When she told me I was sent into anxiety... couldn’t breath for nights and would wake up having nightmares. I started thinking she was exaggerating as my mums sounded soo much more believable with all the kids they were having.
I was forced to look into hypnobirthing due to anxiety. It was like I was traumatised by the thought and had to talk myself through it...
When I went into labour the midwife was surprised at how prepared I was and how I made it through iv induction without epidural. I wasn’t blissfully ignorant about of if drips so I kept telling myself your body is designed to do this..
It was extremely extremely painful. But extremely well managed.
In the end I was just sooo grateful that my aunt told me the bad news. I preferred to be ready and get a pleasant surprise than not be ready and get a shock..
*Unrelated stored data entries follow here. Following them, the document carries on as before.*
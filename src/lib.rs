//McSplit
//Copyright (C) 2022-2023 A. Dubray
//
//This program is free software: you can redistribute it and/or modify
//it under the terms of the GNU Affero General Public License as published by
//the Free Software Foundation, either version 3 of the License, or
//(at your option) any later version.
//
//This program is distributed in the hope that it will be useful,
//but WITHOUT ANY WARRANTY; without even the implied warranty of
//MERCHANTABILITY or FITNESS FOR A PARTICULAR PURPOSE.  See the
//GNU Affero General Public License for more details.
//
//You should have received a copy of the GNU Affero General Public License
//along with this program.  If not, see <http://www.gnu.org/licenses/>.

//! Exact solver for the maximum common induced subgraph problem over k
//! graphs: the largest set of vertex tuples, one vertex per graph, whose
//! induced subgraphs are pairwise isomorphic under the tuple mapping. The
//! search is a parallel branch-and-bound over multidomains, with optional
//! connectedness, direction, label matching and a big-first goal strategy.
//!
//! [solve] is the entry point; graphs are built by the loaders in
//! [parsers] or directly through [Graph].

use std::sync::atomic::{AtomicBool, Ordering};
use std::sync::Arc;

mod common;
pub mod core;
mod errors;
mod heuristics;
pub mod parsers;
mod preprocess;
mod solvers;

pub use crate::common::{Config, GraphFormat, Heuristic, Solution, VertexTuple, MAX_GRAPHS};
pub use crate::core::graph::Graph;
pub use crate::errors::Error;

use crate::solvers::{mcs, Statistics, Timeout};

use peak_alloc::PeakAlloc;
#[global_allocator]
pub static PEAK_ALLOC: PeakAlloc = PeakAlloc;

/// Searches the largest common induced subgraph of `graphs`. The returned
/// tuples reference the vertices of the input graphs; the degree-descending
/// renumbering used internally is undone before returning. When the timeout
/// fires, the best matching found so far is returned with the timed-out flag
/// set.
pub fn solve(graphs: &[Graph], config: &Config) -> Result<Solution, Error> {
    if graphs.len() < 2 || graphs.len() > MAX_GRAPHS {
        return Err(Error::GraphCount(graphs.len()));
    }
    if config.threads == 0 {
        return Err(Error::NoThreads);
    }

    let abort = Arc::new(AtomicBool::new(false));
    let timeout = Timeout::start(config.timeout, Arc::clone(&abort));

    let orders: Vec<Vec<usize>> = graphs
        .iter()
        .map(preprocess::degree_descending_order)
        .collect();
    let sorted: Vec<Graph> = graphs
        .iter()
        .zip(orders.iter())
        .map(|(graph, order)| graph.induced_subgraph(order))
        .collect();

    let (mut assignment, nodes) = if config.statistics {
        run_search::<true>(&sorted, config, &abort)
    } else {
        run_search::<false>(&sorted, config, &abort)
    };

    timeout.stop();
    let timed_out = abort.load(Ordering::Relaxed);

    // back to the vertex numbering of the input graphs
    for tuple in assignment.iter_mut() {
        for (graph, order) in orders.iter().enumerate() {
            tuple.map(graph, order[tuple.vertex(graph)]);
        }
    }
    Ok(Solution::new(assignment, nodes, timed_out))
}

fn run_search<const S: bool>(
    graphs: &[Graph],
    config: &Config,
    abort: &AtomicBool,
) -> (Vec<VertexTuple>, u64) {
    let mut statistics = Statistics::<S>::default();
    let (assignment, nodes) = mcs(graphs, config, abort, &mut statistics);
    statistics.search_nodes(nodes);
    statistics.peak_memory(PEAK_ALLOC.peak_usage_as_mb());
    statistics.print();
    (assignment, nodes)
}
I wish however I had read about midwives being so dismissive of patients so I could’ve prepared mentally how to handle it. I didn’t think those sort of things happen to a woman in her vulnerable state.
Don’t read horror stories about cases where things were purely unlucky in terms of outcome - baby dying or so on..
But things are are statistically part of the labour experience I think you should be well aware...
And ignorance bliss won’t help you feel good..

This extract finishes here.